Afortunadamente, en esta materia de los significados, Orwell ya había dejado algo escrito. En La política y la lengua inglesa, un breve texto de 1945, despotricaba contra ciertos usos de la palabra fascismo que ya entonces empezaba a equivaler a ‘todo lo que está mal’. El escritor de 1984 no cargaba las tintas contra la ciudadanía -aunque le exigiera mayor responsabilidad en el uso del vocabulario-, sino contra parte de la política y de la intelectualidad y la academia. Asumía que si no eran unos brutos en toda regla –y no lo eran— sabían que la palabra fascismo designaba algo concreto y específico, y que si designaba algo menos concreto, debía guardar alguna relación directa con el término empleado (en el caso de fascismo, tendencias autoritarias o regímenes totalitarios de derecha). Orwell advertía que las palabras se usaban sin ningún rigor: había comunistas llamando fascistas a simples liberales, y liberales llamando fascistas a marxistas de cualquier pelaje. La utilización demasiado laxa (que no es lo mismo que abierta) de los conceptos tornaba deshonesta la discusión.
“Otras palabras que se emplean con significados variables, en la mayoría de los casos con mayor o menor deshonestidad son: clase, totalitario, ciencia, progresista, reaccionario, burgués, igualdad”, decía en su texto.
La conclusión de Orwell era evidente. Los políticos y las personas dedicadas a las ideas no debían manejarse con el “significado popular” o laxo de ciertas palabras. Algunas son polisémicas, pero quienes trabajan con ellas tienen el deber de usarlas como corresponde. A los ojos de Orwell, no se trataba de disputas sobre los conceptos, sino de la pretensión de construir una posición política a través de simples y nítidos engaños.
Alcanza con escuchar hoy la frase “necesitamos un proyecto socialdemócrata” o “ese político es un socialdemócrata” para alarmarse: ¿socialdemócrata? ¿Pero de qué tipo? Esta es un palabra comodín de una nueva era –en la cual, justamente, la socialdemocracia no presenta sus picos más altos. Cuando se indaga qué quieren decir las frases que involucran este concepto, sentimos alarma. No se trata de preservar un ‘sentido originario’ del término, sino de que se lo ha transformado en sinónimo de demasiadas cosas.
¿Cómo se resume una identidad política abierta que nació vinculada al marxismo, que bebió del socialismo cristiano y del utopismo, que involucró proclamas liberales, que resultó aquella de la cual se dividió el comunismo tras la Revolución Rusa, que construyó las bases del proyecto de los 30 gloriosos, que se bifurcó en terceras vías y socialismos radicales? ¿Cómo se resume una identidad cambiante que, como afirmaba Geoff Eley —un pensador más ligado a la Nueva Izquierda—, resultó fundamental para la democratización de los regímenes políticos de Europa y también de algunos del Cono Sur latinoamericano?

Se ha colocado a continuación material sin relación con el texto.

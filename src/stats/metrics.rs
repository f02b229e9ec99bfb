use crate::simulation::Game;
use serde::{Deserialize, Serialize};

#[derive(Debug, Clone, PartialEq, Serialize, Deserialize)]
pub struct GenerationMetrics {
    pub generation: u64,
    pub tick: u64,
    pub population: usize,
    pub alive: usize,
    pub avg_lifetime: f64,
    pub max_lifetime: u64,
    pub avg_hunger: f64,
    pub avg_health: f64,
    pub total_food: u64,
}

impl GenerationMetrics {
    pub fn compute(generation: u64, tick: u64, game: &Game) -> Self {
        let population = game.agents.len();
        let total_food = game.total_food();

        if population == 0 {
            return Self {
                generation,
                tick,
                population: 0,
                alive: 0,
                avg_lifetime: 0.0,
                max_lifetime: 0,
                avg_hunger: 0.0,
                avg_health: 0.0,
                total_food,
            };
        }

        let total_lifetime: u64 = game.agents.iter().map(|a| a.lifetime).sum();
        let avg_lifetime = total_lifetime as f64 / population as f64;

        let max_lifetime = game.agents.iter().map(|a| a.lifetime).max().unwrap_or(0);

        let total_hunger: i64 = game.agents.iter().map(|a| a.hunger() as i64).sum();
        let avg_hunger = total_hunger as f64 / population as f64;

        let total_health: i64 = game.agents.iter().map(|a| a.health() as i64).sum();
        let avg_health = total_health as f64 / population as f64;

        Self {
            generation,
            tick,
            population,
            alive: game.alive_count(),
            avg_lifetime,
            max_lifetime,
            avg_hunger,
            avg_health,
            total_food,
        }
    }
}

#[cfg(test)]
mod tests {
    use super::*;
    use crate::simulation::test_support::{agent_with_genes, small_config};
    use crate::world::resources::Food;
    use crate::world::{Direction, Position};

    #[test]
    fn test_metrics_empty_population() {
        let game = Game::empty(10, 10);
        let metrics = GenerationMetrics::compute(3, 100, &game);

        assert_eq!(metrics.generation, 3);
        assert_eq!(metrics.tick, 100);
        assert_eq!(metrics.population, 0);
        assert_eq!(metrics.avg_lifetime, 0.0);
    }

    #[test]
    fn test_metrics_with_agents() {
        let config = small_config(10, 10, 2, 2);
        let mut a = agent_with_genes(0, Position::new(0, 0), Direction::Up, vec![], &config);
        let mut b = agent_with_genes(1, Position::new(1, 1), Direction::Up, vec![], &config);
        a.lifetime = 10;
        b.lifetime = 30;
        b.metabolism.kill();
        let food = vec![
            Food::new(Position::new(2, 2), 3),
            Food::new(Position::new(3, 3), 0),
        ];
        let game = Game::from_parts(10, 10, vec![a, b], food, vec![]);

        let metrics = GenerationMetrics::compute(7, 12, &game);

        assert_eq!(metrics.population, 2);
        assert_eq!(metrics.alive, 1);
        assert_eq!(metrics.avg_lifetime, 20.0);
        assert_eq!(metrics.max_lifetime, 30);
        assert_eq!(metrics.avg_hunger, 50.0);
        assert_eq!(metrics.avg_health, 50.0);
        assert_eq!(metrics.total_food, 3);
    }
}
use crate::agent::Agent;
use crate::checkpoint::{self, SnapshotError};
use crate::config::Config;
use crate::error::SimError;
use crate::evolution;
use crate::simulation::{CellReport, Game};
use crate::stats::GenerationMetrics;
use crate::world::Position;
use rand::rngs::StdRng;
use rand::SeedableRng;
use std::path::Path;

/// Result of running one generation to the end and breeding its successor.
#[derive(Debug, Clone)]
pub struct GenerationSummary {
    pub metrics: GenerationMetrics,
    pub oldest: Option<Agent>,
}

/// Owns the generation currently in flight plus the random source used to
/// build and breed generations.
pub struct Session {
    config: Config,
    game: Game,
    rng: StdRng,
    generation: u64,
    tick: u64,
}

impl Session {
    pub fn new(config: Config) -> Result<Self, SimError> {
        let mut rng = match config.evolution.seed {
            Some(seed) => StdRng::seed_from_u64(seed),
            None => StdRng::from_entropy(),
        };
        let game = Game::new(&config, &mut rng)?;

        Ok(Self {
            config,
            game,
            rng,
            generation: 0,
            tick: 0,
        })
    }

    /// Resumes from an existing game, e.g. one loaded from a snapshot.
    pub fn with_game(config: Config, game: Game) -> Self {
        let rng = match config.evolution.seed {
            Some(seed) => StdRng::seed_from_u64(seed),
            None => StdRng::from_entropy(),
        };

        Self {
            config,
            game,
            rng,
            generation: 0,
            tick: 0,
        }
    }

    pub fn config(&self) -> &Config {
        &self.config
    }

    pub fn game(&self) -> &Game {
        &self.game
    }

    pub fn generation(&self) -> u64 {
        self.generation
    }

    pub fn tick(&self) -> u64 {
        self.tick
    }

    pub fn metrics(&self) -> GenerationMetrics {
        GenerationMetrics::compute(self.generation, self.tick, &self.game)
    }

    /// Throws the current generation away and builds a fresh random one,
    /// terrain included.
    pub fn reset(&mut self) -> Result<(), SimError> {
        self.game = Game::new(&self.config, &mut self.rng)?;
        self.generation = 0;
        self.tick = 0;
        log::info!("Generation re-initialized");
        Ok(())
    }

    pub fn step(&mut self) {
        self.game.step(&self.config);
        self.tick += 1;
    }

    /// Runs the current generation until everyone is dead, then replaces it
    /// with the bred successor.
    pub fn advance_generation(&mut self) -> Result<GenerationSummary, SimError> {
        self.tick += self.game.run_to_extinction(&self.config);

        let metrics = self.metrics();
        let oldest = self.game.oldest_agent().cloned();
        if let Some(agent) = &oldest {
            log::debug!("Oldest agent of generation {}: {}", self.generation, agent);
        }

        let next = evolution::prepare_next_generation(&self.game, &self.config, &mut self.rng)?;
        self.game = next;
        self.generation += 1;
        self.tick = 0;

        Ok(GenerationSummary { metrics, oldest })
    }

    pub fn cell(&self, pos: Position) -> CellReport {
        self.game.cell(pos)
    }

    pub fn save(&self, path: &Path) -> Result<(), SnapshotError> {
        checkpoint::save_snapshot(path, &self.game, &self.config)
    }

    /// Replaces the current game with the snapshot at `path`. On any error
    /// the current game is left untouched.
    pub fn load(&mut self, path: &Path) -> Result<(), SnapshotError> {
        self.game = checkpoint::load_snapshot(path, &self.config)?;
        self.tick = 0;
        Ok(())
    }
}
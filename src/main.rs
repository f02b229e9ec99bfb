use clap::{Parser, Subcommand};
use evo_automata::checkpoint;
use evo_automata::config::Config;
use evo_automata::server;
use evo_automata::session::Session;
use evo_automata::trainer;
use std::path::PathBuf;
use std::process::ExitCode;
use std::sync::Arc;
use tokio::sync::RwLock;
use tokio::time::{interval, Duration, Instant};

#[derive(Parser, Debug)]
#[command(name = "evo-automata")]
#[command(about = "Evolving finite-state automata on a toroidal grid", long_about = None)]
struct Args {
    #[arg(short, long, default_value = "config.json")]
    config: String,

    #[command(subcommand)]
    command: Command,
}

#[derive(Subcommand, Debug)]
enum Command {
    /// Breed generations headless and save the result
    Train {
        #[arg(long)]
        generations: Option<u64>,

        #[arg(long)]
        snapshot: Option<PathBuf>,

        #[arg(long)]
        no_checkpoint: bool,
    },
    /// Run one session behind the WebSocket server
    Serve {
        #[arg(long)]
        snapshot: Option<PathBuf>,
    },
}

#[tokio::main]
async fn main() -> ExitCode {
    env_logger::Builder::from_env(env_logger::Env::default().default_filter_or("info")).init();

    match run(Args::parse()).await {
        Ok(()) => ExitCode::SUCCESS,
        Err(e) => {
            log::error!("{}", e);
            ExitCode::FAILURE
        }
    }
}

async fn run(args: Args) -> Result<(), Box<dyn std::error::Error>> {
    let mut config = if std::path::Path::new(&args.config).exists() {
        log::info!("Loading config from: {}", args.config);
        Config::load_from_file(&args.config)?
    } else {
        log::info!("Config file not found, using defaults and saving to: {}", args.config);
        let config = Config::default();
        config.save_to_file(&args.config)?;
        config
    };

    match args.command {
        Command::Train {
            generations,
            snapshot,
            no_checkpoint,
        } => {
            if no_checkpoint {
                config.checkpoint.enabled = false;
            }
            let generations = generations.unwrap_or(config.trainer.generations);
            let snapshot =
                snapshot.unwrap_or_else(|| PathBuf::from(&config.trainer.snapshot_path));

            log::info!("Training for {} generations", generations);
            let summary = tokio::task::spawn_blocking(move || {
                trainer::run(&config, &snapshot, generations)
            })
            .await??;
            log::info!("Finished {} generations", summary.generations);
        }
        Command::Serve { snapshot } => {
            let session = match snapshot {
                Some(path) if path.exists() => {
                    log::info!("Loading snapshot from: {:?}", path);
                    let game = checkpoint::load_snapshot(&path, &config)?;
                    Session::with_game(config.clone(), game)
                }
                _ if config.checkpoint.enabled => match checkpoint::load_latest_checkpoint(&config)? {
                    Some(game) => Session::with_game(config.clone(), game),
                    None => Session::new(config.clone())?,
                },
                _ => Session::new(config.clone())?,
            };
            let session = Arc::new(RwLock::new(session));

            if config.server.enabled {
                let server_session = session.clone();
                let server_config = config.clone();
                tokio::spawn(async move {
                    if let Err(e) = server::run_server(server_config, server_session).await {
                        log::error!("Server error: {}", e);
                    }
                });
                log::info!(
                    "WebSocket server started on {}:{}",
                    config.server.address,
                    config.server.port
                );
            }

            run_simulation(session, config).await?;
        }
    }

    Ok(())
}

/// Drives the shared session on a timer when automatic ticking is on;
/// otherwise the session only moves on client commands.
async fn run_simulation(
    session: Arc<RwLock<Session>>,
    config: Config,
) -> Result<(), Box<dyn std::error::Error>> {
    if config.simulation.ticks_per_second == 0 {
        log::info!("Automatic ticking disabled, waiting for commands");
        tokio::signal::ctrl_c().await?;
        return Ok(());
    }

    let tick_duration = Duration::from_millis((1000 / config.simulation.ticks_per_second).max(1));
    let mut tick_interval = interval(tick_duration);

    let mut last_log = Instant::now();
    let log_interval = Duration::from_secs(10);

    loop {
        tokio::select! {
            _ = tick_interval.tick() => {}
            result = tokio::signal::ctrl_c() => {
                result?;
                log::info!("Shutting down");
                return Ok(());
            }
        }

        let mut state = session.write().await;

        if state.game().is_everyone_dead() {
            if !config.simulation.auto_advance {
                continue;
            }

            let summary = state.advance_generation()?;
            log::info!(
                "Generation {} finished after {} ticks | Max Lifetime: {}",
                summary.metrics.generation,
                summary.metrics.tick,
                summary.metrics.max_lifetime
            );

            if config.checkpoint.enabled
                && config.checkpoint.interval_generations > 0
                && state.generation() % config.checkpoint.interval_generations == 0
            {
                match checkpoint::save_checkpoint(state.game(), &config) {
                    Ok(path) => log::info!("Checkpoint saved: {:?}", path),
                    Err(e) => log::error!("Failed to save checkpoint: {}", e),
                }
            }
            continue;
        }

        state.step();

        if last_log.elapsed() >= log_interval {
            let metrics = state.metrics();
            log::info!(
                "Generation: {} | Tick: {} | Alive: {}/{} | Avg Health: {:.2} | Food: {}",
                metrics.generation,
                metrics.tick,
                metrics.alive,
                metrics.population,
                metrics.avg_health,
                metrics.total_food
            );
            last_log = Instant::now();
        }
    }
}
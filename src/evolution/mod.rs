pub mod mutation;

use crate::config::Config;
use crate::error::SimError;
use crate::simulation::Game;
use rand::Rng;

/// Agent indices ordered by lifetime, longest first. Order among equal
/// lifetimes is unspecified.
pub fn rank_by_lifetime(game: &Game) -> Vec<usize> {
    let mut ranked: Vec<usize> = (0..game.agents.len()).collect();
    ranked.sort_unstable_by(|&a, &b| game.agents[b].lifetime.cmp(&game.agents[a].lifetime));
    ranked
}

/// Breeds the next generation from a finished one.
///
/// Terrain is copied as-is (food is not replenished). Each child takes the
/// first half of its chromosome from one parent and the second half from
/// another, both drawn with replacement from the longest-lived agents, then
/// goes through per-gene mutation and gets fresh non-genetic state.
pub fn prepare_next_generation<R: Rng + ?Sized>(
    previous: &Game,
    config: &Config,
    rng: &mut R,
) -> Result<Game, SimError> {
    let ranked = rank_by_lifetime(previous);
    let pool_size = config.evolution.mating_selection_pool.min(ranked.len());
    let mating_pool = &ranked[..pool_size];

    if mating_pool.is_empty() {
        return Err(SimError::InvalidConfig(
            "cannot breed from an empty generation".to_string(),
        ));
    }

    let mut next = Game::from_parts(
        previous.width(),
        previous.height(),
        Vec::with_capacity(config.world.agents_count),
        previous.food.clone(),
        previous.walls.clone(),
    );

    let mutation_rate = config.mutation_rate();
    let mut mutated_genes = 0;

    for index in 0..config.world.agents_count {
        let first = &previous.agents[mating_pool[rng.gen_range(0..pool_size)]];
        let second = &previous.agents[mating_pool[rng.gen_range(0..pool_size)]];

        let mut chromosome = mutation::crossover(&first.chromosome, &second.chromosome);
        mutated_genes += mutation::mutate(
            &mut chromosome,
            mutation_rate,
            config.evolution.genes_count,
            rng,
        );

        next.spawn_agent(index, chromosome, config, rng)?;
    }

    log::debug!(
        "Bred {} agents from a pool of {} (best lifetime {}), {} genes mutated",
        next.agents.len(),
        pool_size,
        previous.agents[mating_pool[0]].lifetime,
        mutated_genes
    );

    Ok(next)
}
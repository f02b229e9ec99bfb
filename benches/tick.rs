use criterion::{black_box, criterion_group, criterion_main, BatchSize, Criterion};
use evo_automata::config::Config;
use evo_automata::evolution::prepare_next_generation;
use evo_automata::simulation::Game;
use rand::{rngs::StdRng, SeedableRng};

fn tick_benchmark(c: &mut Criterion) {
    let config = Config::default();
    let mut rng = StdRng::seed_from_u64(1);
    let game = Game::new(&config, &mut rng).unwrap();

    c.bench_function("tick_default_board", |b| {
        b.iter_batched(
            || game.clone(),
            |mut game| {
                game.step(&config);
                black_box(game);
            },
            BatchSize::SmallInput,
        );
    });

    c.bench_function("run_to_extinction", |b| {
        b.iter_batched(
            || game.clone(),
            |mut game| black_box(game.run_to_extinction(&config)),
            BatchSize::SmallInput,
        );
    });
}

fn breeding_benchmark(c: &mut Criterion) {
    let config = Config::default();
    let mut rng = StdRng::seed_from_u64(2);
    let mut finished = Game::new(&config, &mut rng).unwrap();
    finished.run_to_extinction(&config);

    c.bench_function("prepare_next_generation", |b| {
        b.iter(|| {
            let next = prepare_next_generation(black_box(&finished), &config, &mut rng).unwrap();
            black_box(next);
        });
    });
}

criterion_group!(benches, tick_benchmark, breeding_benchmark);
criterion_main!(benches);
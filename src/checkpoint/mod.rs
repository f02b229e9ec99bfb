//! Binary snapshots of a whole generation.
//!
//! The image is a fixed-size little-endian dump of the three pools in array
//! order with no header or versioning. Its length depends only on the entity
//! counts, `genes_count` and `max_lifetime`, so a file can only be read back
//! with the config that wrote it.

pub mod storage;

use crate::agent::action::AgentAction;
use crate::agent::chromosome::{Chromosome, Gene};
use crate::agent::metabolism::Metabolism;
use crate::agent::Agent;
use crate::config::Config;
use crate::simulation::Game;
use crate::world::cell::Environment;
use crate::world::resources::{Food, Wall};
use crate::world::{Direction, Position};
use std::fs;
use std::path::{Path, PathBuf};
use thiserror::Error;

#[derive(Debug, Error)]
pub enum SnapshotError {
    #[error("snapshot i/o failed: {0}")]
    Io(#[from] std::io::Error),
    #[error("snapshot is {actual} bytes, expected {expected}")]
    SizeMismatch { expected: usize, actual: usize },
    #[error("corrupt snapshot: {0}")]
    Corrupt(String),
}

const GENE_LEN: usize = 4 * 4;
const FOOD_LEN: usize = 4 * 3;
const WALL_LEN: usize = 4 * 2;

fn agent_len(config: &Config) -> usize {
    // index, x, y, direction, state, hunger, health, lifetime
    let fixed = 8 + 4 * 6 + 8;
    let history = 4 * config.agent.max_lifetime as usize;
    let chromosome = 8 + GENE_LEN * config.evolution.genes_count;
    fixed + history + chromosome
}

/// Exact byte length of a snapshot written with `config`.
pub fn snapshot_len(config: &Config) -> usize {
    agent_len(config) * config.world.agents_count
        + FOOD_LEN * config.world.food_count
        + WALL_LEN * config.world.walls_count
}

pub fn encode(game: &Game, config: &Config) -> Vec<u8> {
    let mut out = Vec::with_capacity(snapshot_len(config));

    for agent in &game.agents {
        out.extend_from_slice(&(agent.index as u64).to_le_bytes());
        out.extend_from_slice(&agent.pos.x.to_le_bytes());
        out.extend_from_slice(&agent.pos.y.to_le_bytes());
        out.extend_from_slice(&agent.direction.index().to_le_bytes());
        out.extend_from_slice(&agent.current_state.to_le_bytes());
        out.extend_from_slice(&agent.hunger().to_le_bytes());
        out.extend_from_slice(&agent.health().to_le_bytes());
        out.extend_from_slice(&agent.lifetime.to_le_bytes());

        for slot in 0..config.agent.max_lifetime as usize {
            let action = agent
                .history
                .get(slot)
                .copied()
                .unwrap_or(AgentAction::Nothing);
            out.extend_from_slice(&action.index().to_le_bytes());
        }

        out.extend_from_slice(&(agent.chromosome.len() as u64).to_le_bytes());
        for gene in &agent.chromosome.genes {
            out.extend_from_slice(&gene.current_state.to_le_bytes());
            out.extend_from_slice(&gene.next_state.to_le_bytes());
            out.extend_from_slice(&gene.environment.index().to_le_bytes());
            out.extend_from_slice(&gene.action.index().to_le_bytes());
        }
    }

    for food in &game.food {
        out.extend_from_slice(&food.quantity.to_le_bytes());
        out.extend_from_slice(&food.pos.x.to_le_bytes());
        out.extend_from_slice(&food.pos.y.to_le_bytes());
    }

    for wall in &game.walls {
        out.extend_from_slice(&wall.pos.x.to_le_bytes());
        out.extend_from_slice(&wall.pos.y.to_le_bytes());
    }

    out
}

struct Reader<'a> {
    bytes: &'a [u8],
    offset: usize,
}

impl<'a> Reader<'a> {
    fn take<const N: usize>(&mut self) -> Result<[u8; N], SnapshotError> {
        let end = self.offset + N;
        let chunk = self
            .bytes
            .get(self.offset..end)
            .ok_or_else(|| SnapshotError::Corrupt(format!("truncated at byte {}", self.offset)))?;
        self.offset = end;
        let mut buf = [0u8; N];
        buf.copy_from_slice(chunk);
        Ok(buf)
    }

    fn u32(&mut self) -> Result<u32, SnapshotError> {
        Ok(u32::from_le_bytes(self.take()?))
    }

    fn i32(&mut self) -> Result<i32, SnapshotError> {
        Ok(i32::from_le_bytes(self.take()?))
    }

    fn u64(&mut self) -> Result<u64, SnapshotError> {
        Ok(u64::from_le_bytes(self.take()?))
    }

    fn position(&mut self, width: i32, height: i32) -> Result<Position, SnapshotError> {
        let pos = Position::new(self.i32()?, self.i32()?);
        if !pos.is_within(width, height) {
            return Err(SnapshotError::Corrupt(format!(
                "position [{};{}] is off the board",
                pos.x, pos.y
            )));
        }
        Ok(pos)
    }
}

fn corrupt(what: &str, value: u32) -> SnapshotError {
    SnapshotError::Corrupt(format!("invalid {} value {}", what, value))
}

pub fn decode(bytes: &[u8], config: &Config) -> Result<Game, SnapshotError> {
    let expected = snapshot_len(config);
    if bytes.len() != expected {
        return Err(SnapshotError::SizeMismatch {
            expected,
            actual: bytes.len(),
        });
    }

    let (width, height) = (config.world.width, config.world.height);
    let mut reader = Reader { bytes, offset: 0 };
    let mut game = Game::empty(width, height);

    for _ in 0..config.world.agents_count {
        let index = reader.u64()? as usize;
        let pos = reader.position(width, height)?;
        let direction = reader.u32()?;
        let direction = Direction::from_index(direction).ok_or_else(|| corrupt("direction", direction))?;
        let current_state = reader.u32()?;
        let hunger = reader.i32()?;
        let health = reader.i32()?;
        let lifetime = reader.u64()?;

        let mut history = Vec::with_capacity(config.agent.max_lifetime as usize);
        for _ in 0..config.agent.max_lifetime {
            let action = reader.u32()?;
            history.push(AgentAction::from_index(action).ok_or_else(|| corrupt("action", action))?);
        }

        let gene_count = reader.u64()? as usize;
        if gene_count != config.evolution.genes_count {
            return Err(SnapshotError::Corrupt(format!(
                "agent {} has {} genes, expected {}",
                index, gene_count, config.evolution.genes_count
            )));
        }

        let mut genes = Vec::with_capacity(gene_count);
        for _ in 0..gene_count {
            let current = reader.u32()?;
            let next = reader.u32()?;
            let environment = reader.u32()?;
            let environment =
                Environment::from_index(environment).ok_or_else(|| corrupt("environment", environment))?;
            let action = reader.u32()?;
            let action = AgentAction::from_index(action).ok_or_else(|| corrupt("action", action))?;
            genes.push(Gene::new(current, environment, action, next));
        }

        game.agents.push(Agent {
            index,
            pos,
            direction,
            current_state,
            metabolism: Metabolism::new(hunger, health),
            lifetime,
            history,
            chromosome: Chromosome::new(genes),
        });
    }

    for _ in 0..config.world.food_count {
        let quantity = reader.i32()?;
        let pos = reader.position(width, height)?;
        game.food.push(Food::new(pos, quantity));
    }

    for _ in 0..config.world.walls_count {
        let pos = reader.position(width, height)?;
        game.walls.push(Wall::new(pos));
    }

    Ok(game)
}

/// Writes the snapshot to a sibling temp file and renames it into place so
/// a failed write never leaves a half-written snapshot at `path`.
pub fn save_snapshot(path: &Path, game: &Game, config: &Config) -> Result<(), SnapshotError> {
    if let Some(parent) = path.parent() {
        if !parent.as_os_str().is_empty() {
            fs::create_dir_all(parent)?;
        }
    }

    let mut tmp = path.as_os_str().to_owned();
    tmp.push(".tmp");
    let tmp = PathBuf::from(tmp);

    fs::write(&tmp, encode(game, config))?;
    fs::rename(&tmp, path)?;
    Ok(())
}

/// Reads a complete snapshot. Either a whole new game comes back or an
/// error does; nothing is decoded into existing state.
pub fn load_snapshot(path: &Path, config: &Config) -> Result<Game, SnapshotError> {
    let bytes = fs::read(path)?;
    decode(&bytes, config)
}

/// Saves a timestamped checkpoint and prunes old ones.
pub fn save_checkpoint(game: &Game, config: &Config) -> Result<PathBuf, SnapshotError> {
    let dir = Path::new(&config.checkpoint.directory);
    if !dir.exists() {
        fs::create_dir_all(dir)?;
    }

    let checkpoint_path = storage::create_checkpoint_path(&config.checkpoint.directory);
    save_snapshot(&checkpoint_path, game, config)?;

    storage::cleanup_old_checkpoints(&config.checkpoint.directory, config.checkpoint.keep_last_n)?;

    Ok(checkpoint_path)
}

/// Loads the newest checkpoint. An unreadable checkpoint is moved aside so
/// the next run starts fresh instead of failing on it again.
pub fn load_latest_checkpoint(config: &Config) -> Result<Option<Game>, SnapshotError> {
    let Some(checkpoint_path) = storage::find_latest_checkpoint(&config.checkpoint.directory) else {
        log::info!("No checkpoint found");
        return Ok(None);
    };

    log::info!("Loading checkpoint from: {:?}", checkpoint_path);

    match load_snapshot(&checkpoint_path, config) {
        Ok(game) => Ok(Some(game)),
        Err(SnapshotError::Io(e)) => Err(SnapshotError::Io(e)),
        Err(e) => {
            log::error!("Failed to decode checkpoint: {}. Creating backup and starting fresh.", e);

            let timestamp = chrono::Local::now().format("%Y%m%d_%H%M%S");
            let backup_path = format!("{}.backup.{}", checkpoint_path.display(), timestamp);

            if let Err(rename_err) = fs::rename(&checkpoint_path, &backup_path) {
                log::error!("Failed to backup old checkpoint: {}", rename_err);
            } else {
                log::info!("Backed up old checkpoint to: {}", backup_path);
            }

            Ok(None)
        }
    }
}

#[cfg(test)]
mod tests {
    use super::*;
    use crate::simulation::test_support::small_config;
    use rand::{rngs::StdRng, SeedableRng};

    fn played_game(config: &Config) -> Game {
        let mut rng = StdRng::seed_from_u64(40);
        let mut game = Game::new(config, &mut rng).unwrap();
        for _ in 0..5 {
            game.step(config);
        }
        game
    }

    #[test]
    fn test_snapshot_len_matches_encoding() {
        let config = Config::default();
        let game = played_game(&config);
        assert_eq!(encode(&game, &config).len(), snapshot_len(&config));
    }

    #[test]
    fn test_save_and_load_snapshot() {
        let config = Config::default();
        let game = played_game(&config);
        let dir = tempfile::tempdir().unwrap();
        let path = dir.path().join("nested").join("game_state.bin");

        save_snapshot(&path, &game, &config).unwrap();
        let loaded = load_snapshot(&path, &config).unwrap();

        assert_eq!(loaded, game);
        assert!(!dir.path().join("nested").join("game_state.bin.tmp").exists());
    }

    #[test]
    fn test_truncated_snapshot_is_rejected() {
        let config = Config::default();
        let game = played_game(&config);
        let dir = tempfile::tempdir().unwrap();
        let path = dir.path().join("short.bin");

        let bytes = encode(&game, &config);
        fs::write(&path, &bytes[..bytes.len() - 3]).unwrap();

        match load_snapshot(&path, &config) {
            Err(SnapshotError::SizeMismatch { expected, actual }) => {
                assert_eq!(expected, bytes.len());
                assert_eq!(actual, bytes.len() - 3);
            }
            other => panic!("unexpected result: {:?}", other),
        }
    }

    #[test]
    fn test_missing_snapshot_is_io_error() {
        let config = Config::default();
        let dir = tempfile::tempdir().unwrap();
        let result = load_snapshot(&dir.path().join("missing.bin"), &config);
        assert!(matches!(result, Err(SnapshotError::Io(_))));
    }

    #[test]
    fn test_bad_direction_is_corrupt() {
        let config = small_config(10, 10, 1, 0);
        let game = played_game(&config);
        let mut bytes = encode(&game, &config);
        // direction follows index (8 bytes) and position (8 bytes)
        bytes[16..20].copy_from_slice(&9u32.to_le_bytes());

        assert!(matches!(decode(&bytes, &config), Err(SnapshotError::Corrupt(_))));
    }

    #[test]
    fn test_checkpoint_round_trip_and_backup() {
        let dir = tempfile::tempdir().unwrap();
        let mut config = small_config(10, 10, 3, 5);
        config.checkpoint.directory = dir.path().to_string_lossy().to_string();
        config.checkpoint.keep_last_n = 2;

        let game = played_game(&config);
        let path = save_checkpoint(&game, &config).unwrap();
        assert!(path.exists());

        let loaded = load_latest_checkpoint(&config).unwrap();
        assert_eq!(loaded, Some(game));

        fs::write(&path, b"garbage").unwrap();
        assert!(load_latest_checkpoint(&config).unwrap().is_none());
        assert!(!path.exists());
    }
}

No existe una definición cerrada de la socialdemocracia, porque no existe una sola forma de pertenecer al socialismo democrático. Como lo vio Sheri Berman, a lo largo del tiempo sólo algunos rasgos son permanentes en la identidad socialdemócrata. Primero, su oposición a los fatalismos: el socialismo (sea lo que fuera eso) no se desarrollaría por sí solo, y el capitalismo dejado a su libre arbitrio no conduciría inexorablemente a progreso y bienestar. Segundo, la primacía de la política: frente a ciertos marxistas y liberales, los socialdemócratas confiaban en que era necesario intervenir fuertemente para construir el futuro (rasgo que según Berman, compartían con los fascistas, de los que los distanciaba su concepción fuerte de aspectos concretos del liberalismo político –del que se sentían superadores— y su rechazo del cesarismo). De esa larga historia, Berman concluye que “los principios fundamentales de la socialdemocracia siempre han sido la creencia en la primacía de la política y el compromiso de utilizar el poder adquirido democráticamente para dirigir las fuerzas económicas al servicio del bien colectivo”. Estos principios se estructuraron a partir de partidos heterogéneos y de bases sociales amplias (principalmente obreras y de clase media profesional) y desarrollaron distintas perspectivas y tendencias dentro de la misma identidad.
El concepto de socialdemocracia es un sintagma de dos ideas fuerza: lo social (en términos socialistas, de asociación, fraternidad y comunidad) y lo democrático (en términos tanto de las tradiciones liberal y radical). Ciento cincuenta años de historia de un concepto móvil -cargado de luchas internas y externas - no puede subsumirse en un puñado de burdas categorizaciones contemporáneas. Las palabras tienen sentido. También historias.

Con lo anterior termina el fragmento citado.